A. E. Lee1, A. M. Alhajjat2, B. S. Strong1, L. E. Turner1, R. K. Wadhwani1, T. Newkold1, A. F. Shaaban1 1Cincinnati Children’s Hospital Medical Center,Center For Fetal Cellular And Molecular Therapy,Cincinnati, OH, USA 2University Of Iowa,Department Of Surgery,Iowa City, IA, USA
Introduction:
In utero hematopoietic cellular transplantation (IUHCT) has the potential to treat congenital benign cellular disease without the need for chemotherapy or radiation. Prenatal tolerance is essential in this regard.
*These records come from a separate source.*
//! Postgres-backed webhook store.
//!
//! Tables: `webhook_configs` and `webhook_deliveries` (see `migrations/`).
//! Delivery rows are insert-only and keyed by a generated id, so concurrent
//! writers never contend.

use std::sync::Arc;

use async_trait::async_trait;
use chrono::{DateTime, Utc};
use serde_json::Value as JsonValue;
use sqlx::{FromRow, PgPool, Row};
use tracing::{instrument, warn};
use uuid::Uuid;

use brandkit_core::{UserId, WebhookConfigId};
use brandkit_events::DomainEvent;

use super::model::{DeliveryRecord, WebhookConfig};
use super::store::{WebhookStore, WebhookStoreError};

#[derive(Debug, Clone)]
pub struct PostgresWebhookStore {
    pool: Arc<PgPool>,
}

impl PostgresWebhookStore {
    pub fn new(pool: PgPool) -> Self {
        Self {
            pool: Arc::new(pool),
        }
    }
}

#[async_trait]
impl WebhookStore for PostgresWebhookStore {
    #[instrument(skip(self), fields(user_id = %user_id, event = %event), err)]
    async fn subscribers(
        &self,
        user_id: UserId,
        event: DomainEvent,
    ) -> Result<Vec<WebhookConfig>, WebhookStoreError> {
        let rows = sqlx::query(
            r#"
            SELECT id, user_id, url, secret, events, active, created_at
            FROM webhook_configs
            WHERE user_id = $1 AND active AND $2 = ANY(events)
            ORDER BY created_at ASC
            "#,
        )
        .bind(user_id.as_uuid())
        .bind(event.as_str())
        .fetch_all(&*self.pool)
        .await
        .map_err(|e| map_sqlx_error("subscribers", e))?;

        rows.iter()
            .map(|row| {
                WebhookConfigRow::from_row(row)
                    .map_err(|e| WebhookStoreError::Decode(e.to_string()))
                    .map(WebhookConfig::from)
            })
            .collect()
    }

    #[instrument(
        skip(self, record),
        fields(webhook_id = %record.webhook_id, attempt = record.attempt, status_code = record.status_code),
        err
    )]
    async fn record_delivery(&self, record: &DeliveryRecord) -> Result<(), WebhookStoreError> {
        sqlx::query(
            r#"
            INSERT INTO webhook_deliveries (
                id, webhook_id, event, payload, status_code,
                response_body, attempt, success, error, delivered_at
            )
            VALUES ($1, $2, $3, $4, $5, $6, $7, $8, $9, $10)
            "#,
        )
        .bind(record.id)
        .bind(record.webhook_id.as_uuid())
        .bind(record.event.as_str())
        .bind(&record.payload)
        .bind(i32::from(record.status_code))
        .bind(record.response_body.as_deref())
        .bind(record.attempt as i32)
        .bind(record.success)
        .bind(record.error.as_deref())
        .bind(record.delivered_at)
        .execute(&*self.pool)
        .await
        .map_err(|e| map_sqlx_error("record_delivery", e))?;

        Ok(())
    }

    #[instrument(skip(self), fields(webhook_id = %webhook_id), err)]
    async fn deliveries_for(
        &self,
        webhook_id: WebhookConfigId,
    ) -> Result<Vec<DeliveryRecord>, WebhookStoreError> {
        let rows = sqlx::query(
            r#"
            SELECT id, webhook_id, event, payload, status_code,
                   response_body, attempt, success, error, delivered_at
            FROM webhook_deliveries
            WHERE webhook_id = $1
            ORDER BY delivered_at ASC, attempt ASC
            "#,
        )
        .bind(webhook_id.as_uuid())
        .fetch_all(&*self.pool)
        .await
        .map_err(|e| map_sqlx_error("deliveries_for", e))?;

        rows.iter()
            .map(|row| {
                let row = DeliveryRow::from_row(row)
                    .map_err(|e| WebhookStoreError::Decode(e.to_string()))?;
                row.try_into()
            })
            .collect()
    }
}

fn map_sqlx_error(operation: &str, err: sqlx::Error) -> WebhookStoreError {
    match err {
        sqlx::Error::Database(db_err) => {
            let msg = format!("database error in {}: {}", operation, db_err.message());
            match db_err.code().as_deref() {
                // Foreign key: the config was deleted between lookup and audit.
                Some("23503") => WebhookStoreError::Storage(format!("{msg} (unknown webhook)")),
                _ => WebhookStoreError::Storage(msg),
            }
        }
        sqlx::Error::PoolClosed => {
            WebhookStoreError::Storage(format!("connection pool closed in {}", operation))
        }
        sqlx::Error::RowNotFound => {
            WebhookStoreError::Storage(format!("unexpected row not found in {}", operation))
        }
        _ => WebhookStoreError::Storage(format!("sqlx error in {}: {}", operation, err)),
    }
}

struct WebhookConfigRow {
    id: Uuid,
    user_id: Uuid,
    url: String,
    secret: String,
    events: Vec<String>,
    active: bool,
    created_at: DateTime<Utc>,
}

impl<'r> sqlx::FromRow<'r, sqlx::postgres::PgRow> for WebhookConfigRow {
    fn from_row(row: &'r sqlx::postgres::PgRow) -> Result<Self, sqlx::Error> {
        Ok(WebhookConfigRow {
            id: row.try_get("id")?,
            user_id: row.try_get("user_id")?,
            url: row.try_get("url")?,
            secret: row.try_get("secret")?,
            events: row.try_get("events")?,
            active: row.try_get("active")?,
            created_at: row.try_get("created_at")?,
        })
    }
}

impl From<WebhookConfigRow> for WebhookConfig {
    fn from(row: WebhookConfigRow) -> Self {
        let id = WebhookConfigId::from_uuid(row.id);
        let events = row
            .events
            .iter()
            .filter_map(|name| match name.parse::<DomainEvent>() {
                Ok(event) => Some(event),
                Err(_) => {
                    warn!(webhook_id = %id, event = %name, "ignoring unregistered event in webhook config");
                    None
                }
            })
            .collect();

        WebhookConfig {
            id,
            user_id: UserId::from_uuid(row.user_id),
            url: row.url,
            secret: row.secret,
            events,
            active: row.active,
            created_at: row.created_at,
        }
    }
}

struct DeliveryRow {
    id: Uuid,
    webhook_id: Uuid,
    event: String,
    payload: JsonValue,
    status_code: i32,
    response_body: Option<String>,
    attempt: i32,
    success: bool,
    error: Option<String>,
    delivered_at: DateTime<Utc>,
}

impl<'r> sqlx::FromRow<'r, sqlx::postgres::PgRow> for DeliveryRow {
    fn from_row(row: &'r sqlx::postgres::PgRow) -> Result<Self, sqlx::Error> {
        Ok(DeliveryRow {
            id: row.try_get("id")?,
            webhook_id: row.try_get("webhook_id")?,
            event: row.try_get("event")?,
            payload: row.try_get("payload")?,
            status_code: row.try_get("status_code")?,
            response_body: row.try_get("response_body")?,
            attempt: row.try_get("attempt")?,
            success: row.try_get("success")?,
            error: row.try_get("error")?,
            delivered_at: row.try_get("delivered_at")?,
        })
    }
}

impl TryFrom<DeliveryRow> for DeliveryRecord {
    type Error = WebhookStoreError;

    fn try_from(row: DeliveryRow) -> Result<Self, Self::Error> {
        let event = row
            .event
            .parse::<DomainEvent>()
            .map_err(|e| WebhookStoreError::Decode(e.to_string()))?;
        Ok(DeliveryRecord {
            id: row.id,
            webhook_id: WebhookConfigId::from_uuid(row.webhook_id),
            event,
            payload: row.payload,
            status_code: u16::try_from(row.status_code)
                .map_err(|_| WebhookStoreError::Decode(format!("status code {}", row.status_code)))?,
            response_body: row.response_body,
            attempt: u32::try_from(row.attempt)
                .map_err(|_| WebhookStoreError::Decode(format!("attempt {}", row.attempt)))?,
            success: row.success,
            error: row.error,
            delivered_at: row.delivered_at,
        })
    }
}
Previous studies have shown that allospecific prenatal natural killer (NK) tolerance requires a threshold level of circulating chimerism (> 1.8%) during the critical phases of NK cell education resulting in the elimination of alloreactive NK cell phenotypes. However, it remains unclear if sub-threshold levels of chimerism have any impact on the education of developing NK cells. Given the lack of sustained tolerance, we hypothesized that exposure to sub-threshold levels of hematopoietic chimerism does not lead to durable changes in NK cell selection.
Methods:
To challenge this hypothesis, we compared NK cell education in stable murine prenatal chimeras (engrafters) to littermates that rejected their grafts (rejecters) in a Balb/c → B6 murine model of IUHCT. Following the prenatal transplantation of allogeneic fetal liver hematopoietic cells at E14, the level of chimerism and the frequency of alloreactive NK cell phenotypes were measured in the peripheral blood of either group and compared to naïve age-matched controls at serial time points during the critical phases of NK cell education. In particular, we measured frequency of naturally occurring donor-reactive NK cells in wild-type B6 mice that express the donor-reactive Ly49D activating receptor without co-expression of donor-specific Ly49A, L49F or Ly49G inhibitory receptors (hostile NK cells).
Results:
As expected, all of the engrafter mice exhibited stable long-term engraftment while the rejecter mice universally rejected their grafts several weeks after birth. This pattern was unaffected by fostering of the recipients by naive pregnant dams suggesting no contribution of the maternal humoral immune response to these outcomes. At weeks 3 and 4 after birth, both engrafter and rejecter mice exhibited low frequencies of phenotypically hostile NK cells (Ly49D+AFG-) when compared to age-matched controls (4.4 and 5.2% vs. 19.6%). Both engrafter and control mice maintained a stable level of hostile NK cells through the 14 week time point (4.7% and 22.3% respectively) while rejecter mice displayed a steady rise in the frequency of hostile NK cells throughout the study period (6 weeks: 12.5%, 10 weeks: 12.9%, 14 weeks: 18%) eventually reaching levels similar to control mice.
Conclusion:
From these findings, we conclude that: 1) durable prenatal NK cell selection requires the stable persistence of a threshold level of circulating tolerogen; 2) transient reductions in the frequency of hostile NK cells are inadequate to maintain long-term engraftment; and 3) the emergence of either tolerance or rejection is intrinsic to the education of developing lymphocytes in prenatal chimeras and is independent of the maternal humoral immune response. Further study is needed to examine functional response of hostile NK cells in rejecter mice and the potential for donor-specific memory to develop after rejection.